Depuis quelques années, le micro-maraîchage a la cote. Grisés par la perspective d’œuvrer pour leurs valeurs, de plus en plus d’actifs font volte-face au cours de leur carrière pour mettre les mains dans la terre. Cette quête d’autonomie n’est pourtant pas dénuée d’embûches.

Attablé au Bry (FR) avec un formidable coup d’œil sur le lac de la Gruyère, Stéphane Lambert raconte son passé d’électricien en ville de Genève. « On posait tout juste une prise dans un appartement locatif, alors qu’on perçait plusieurs fois un mur pour changer de place la télévision d’un riche. » Travailler pour qui? Et pour quoi? Le jeune homme ne se défaisait plus de ces deux questions. A 22 ans, le burn-out le guettait. Il voulait cultiver.

Le voici engagé comme apprenti maraîcher chez Gfeller bio, à Sédeilles (VD). Son certificat fédéral de capacité (CFC) de maraîcher en poche, il opère deux ans dans l’entreprise en tant que chef de culture. Après un engagement chez un autre maraîcher, il déniche son coin de terre et fonde le Jardin d’Ogoz en 2017. Avec un employé, il cultive des légumes sur les 5000 m² de terrain qui lui sont loués. A cette échelle, on parle de micro-maraîchage. En effet, une telle surface est bien inférieure à la moyenne relevée par l’Union maraîchère suisse (UMS), à savoir 6,7 ha par exploitation.

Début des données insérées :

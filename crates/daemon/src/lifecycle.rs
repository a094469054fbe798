// SPDX-License-Identifier: BUSL-1.1
// Copyright (c) 2026 Alfred Jean LLC

//! Daemon lifecycle management: startup, shutdown, crash recovery.

use std::fs::File;
use std::io::Write;
use std::path::{Path, PathBuf};
use std::sync::Arc;
use std::time::Instant;

use fs2::FileExt;
use forge_core::{EngineConfig, EventBus, SystemClock};
use forge_engine::workflow::recovery;
use forge_engine::EngineServices;
use forge_gateway::Gateway;
use forge_storage::Store;
use tokio::net::UnixListener;
use tracing::{info, warn};

use crate::error::DaemonError;

/// Per-project daemon configuration. Everything lives under
/// `<project_root>/.forge/`.
#[derive(Debug, Clone)]
pub struct Config {
    pub project_root: PathBuf,
    pub forge_dir: PathBuf,
    pub socket_path: PathBuf,
    pub lock_path: PathBuf,
    pub db_path: PathBuf,
    pub log_path: PathBuf,
}

impl Config {
    pub fn load(project_root: &Path) -> Self {
        let forge_dir = project_root.join(".forge");
        Self {
            project_root: project_root.to_path_buf(),
            socket_path: forge_dir.join("events.sock"),
            lock_path: forge_dir.join("daemon.lock"),
            db_path: forge_dir.join("forge.db"),
            log_path: forge_dir.join("daemon.log"),
            forge_dir,
        }
    }
}

/// Running daemon state, held for the life of the process.
pub struct DaemonState {
    pub config: Config,
    #[allow(dead_code)]
    lock_file: File,
    pub services: EngineServices,
    pub start_time: Instant,
}

pub struct StartupResult {
    pub daemon: DaemonState,
    pub listener: UnixListener,
}

/// Acquire the project lock, open storage, recover any workflows left
/// mid-flight by a previous crash, and bind the event socket.
pub async fn startup(config: &Config) -> Result<StartupResult, DaemonError> {
    match startup_inner(config).await {
        Ok(result) => Ok(result),
        Err(e) => {
            if !matches!(e, DaemonError::LockFailed) {
                cleanup_on_failure(config);
            }
            Err(e)
        }
    }
}

async fn startup_inner(config: &Config) -> Result<StartupResult, DaemonError> {
    std::fs::create_dir_all(&config.forge_dir)?;

    let lock_file = std::fs::OpenOptions::new()
        .write(true)
        .create(true)
        .truncate(false)
        .open(&config.lock_path)?;
    lock_file.try_lock_exclusive().map_err(|_| DaemonError::LockFailed)?;
    lock_file.set_len(0)?;
    let mut lock_file = lock_file;
    writeln!(lock_file, "{}", std::process::id())?;

    let store = Store::open(&config.db_path)?;
    let engine_config = EngineConfig::load(&config.project_root);
    let bus = EventBus::new();
    let home = resolve_home_dir()?;
    let mut gateway = Gateway::new(&home, bus.clone(), SystemClock)?;
    gateway.register_default_model(&resolve_provider())?;

    let services = EngineServices::new(
        Arc::new(gateway),
        bus,
        Arc::new(store),
        engine_config,
        config.project_root.clone(),
        SystemClock,
    );

    let recovered = recovery::recover(&services.store)?;
    if !recovered.is_empty() {
        info!(count = recovered.len(), "recovering workflows left mid-flight by a crash");
    }
    for workflow in recovered {
        services.store.save_workflow(&workflow, services.now_ms())?;
    }

    if config.socket_path.exists() {
        std::fs::remove_file(&config.socket_path)?;
    }
    let listener = UnixListener::bind(&config.socket_path)?;
    set_socket_mode(&config.socket_path)?;

    info!(socket = %config.socket_path.display(), "daemon started");

    Ok(StartupResult {
        daemon: DaemonState { config: config.clone(), lock_file, services, start_time: Instant::now() },
        listener,
    })
}

#[cfg(unix)]
fn set_socket_mode(path: &Path) -> Result<(), DaemonError> {
    use std::os::unix::fs::PermissionsExt;
    let perms = std::fs::Permissions::from_mode(0o600);
    std::fs::set_permissions(path, perms)?;
    Ok(())
}

#[cfg(not(unix))]
fn set_socket_mode(_path: &Path) -> Result<(), DaemonError> {
    Ok(())
}

impl DaemonState {
    pub fn shutdown(&self) -> Result<(), DaemonError> {
        info!("shutting down daemon");
        if self.config.socket_path.exists() {
            if let Err(e) = std::fs::remove_file(&self.config.socket_path) {
                warn!(error = %e, "failed to remove socket file");
            }
        }
        if self.config.lock_path.exists() {
            if let Err(e) = std::fs::remove_file(&self.config.lock_path) {
                warn!(error = %e, "failed to remove lock file");
            }
        }
        Ok(())
    }
}

/// Directory `Gateway` uses to store provider credentials. `FORGE_HOME`
/// overrides it, mainly so tests don't touch the real user home.
fn resolve_home_dir() -> Result<PathBuf, DaemonError> {
    if let Ok(dir) = std::env::var("FORGE_HOME") {
        return Ok(PathBuf::from(dir));
    }
    dirs::home_dir().ok_or(DaemonError::NoHomeDir)
}

/// Which provider's `"primary"` model to register at startup. Set by the
/// CLI when it spawns `forged`, from `--provider` or its own default.
fn resolve_provider() -> String {
    std::env::var("FORGE_PROVIDER").unwrap_or_else(|_| "claude".to_string())
}

fn cleanup_on_failure(config: &Config) {
    if config.socket_path.exists() {
        let _ = std::fs::remove_file(&config.socket_path);
    }
    if config.lock_path.exists() {
        let _ = std::fs::remove_file(&config.lock_path);
    }
}

#[cfg(test)]
#[path = "lifecycle_tests.rs"]
mod tests;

Cultures ultra-diversifiées

Toutefois, le micro-maraîchage ne se résume pas à une question de taille. Derrière ce concept se cache toute une philosophie. « C’est une forme de maraîchage ultra-diversifiée, qui comprend en général plus d’une trentaine de variétés de légumes sur une surface restreinte, qui varie entre 2000 m² et 3 ha environ. On essaie de mélanger au maximum les variétés, afin d’optimiser l’espace à disposition », explique David Bichsel, formateur en micro-maraîchage. Il donne un exemple: « Les rangs d’oignon ne sont plus disposés à côté de ceux de carottes, mais les deux légumes sont intercalés. Ceci permet d’obtenir de meilleurs rendements qu’en maraîchage classique ».

Le micro-maraîchage est une forme de culture légumière ultra-diversifiée, qui comprend en général une trentaine de variétés sur une surface restreinte David Bichsel, formateur en micro-maraîchage

En micro-maraîchage, la commercialisation des récoltes se fait en circuit court, c’est-à-dire sans intermédiaire entre le client et le producteur. Une dimension humaine qu’a perdue l’agriculture traditionnelle, marquée par une dépendance à la grande distribution. Épris de la volonté d’influer sur la façon de consommer du grand public, Benoît Girardin s’est lui aussi lancé dans le micro-maraîchage. Alors physiothérapeute, plusieurs de ses patients voyaient l’avenir en noir.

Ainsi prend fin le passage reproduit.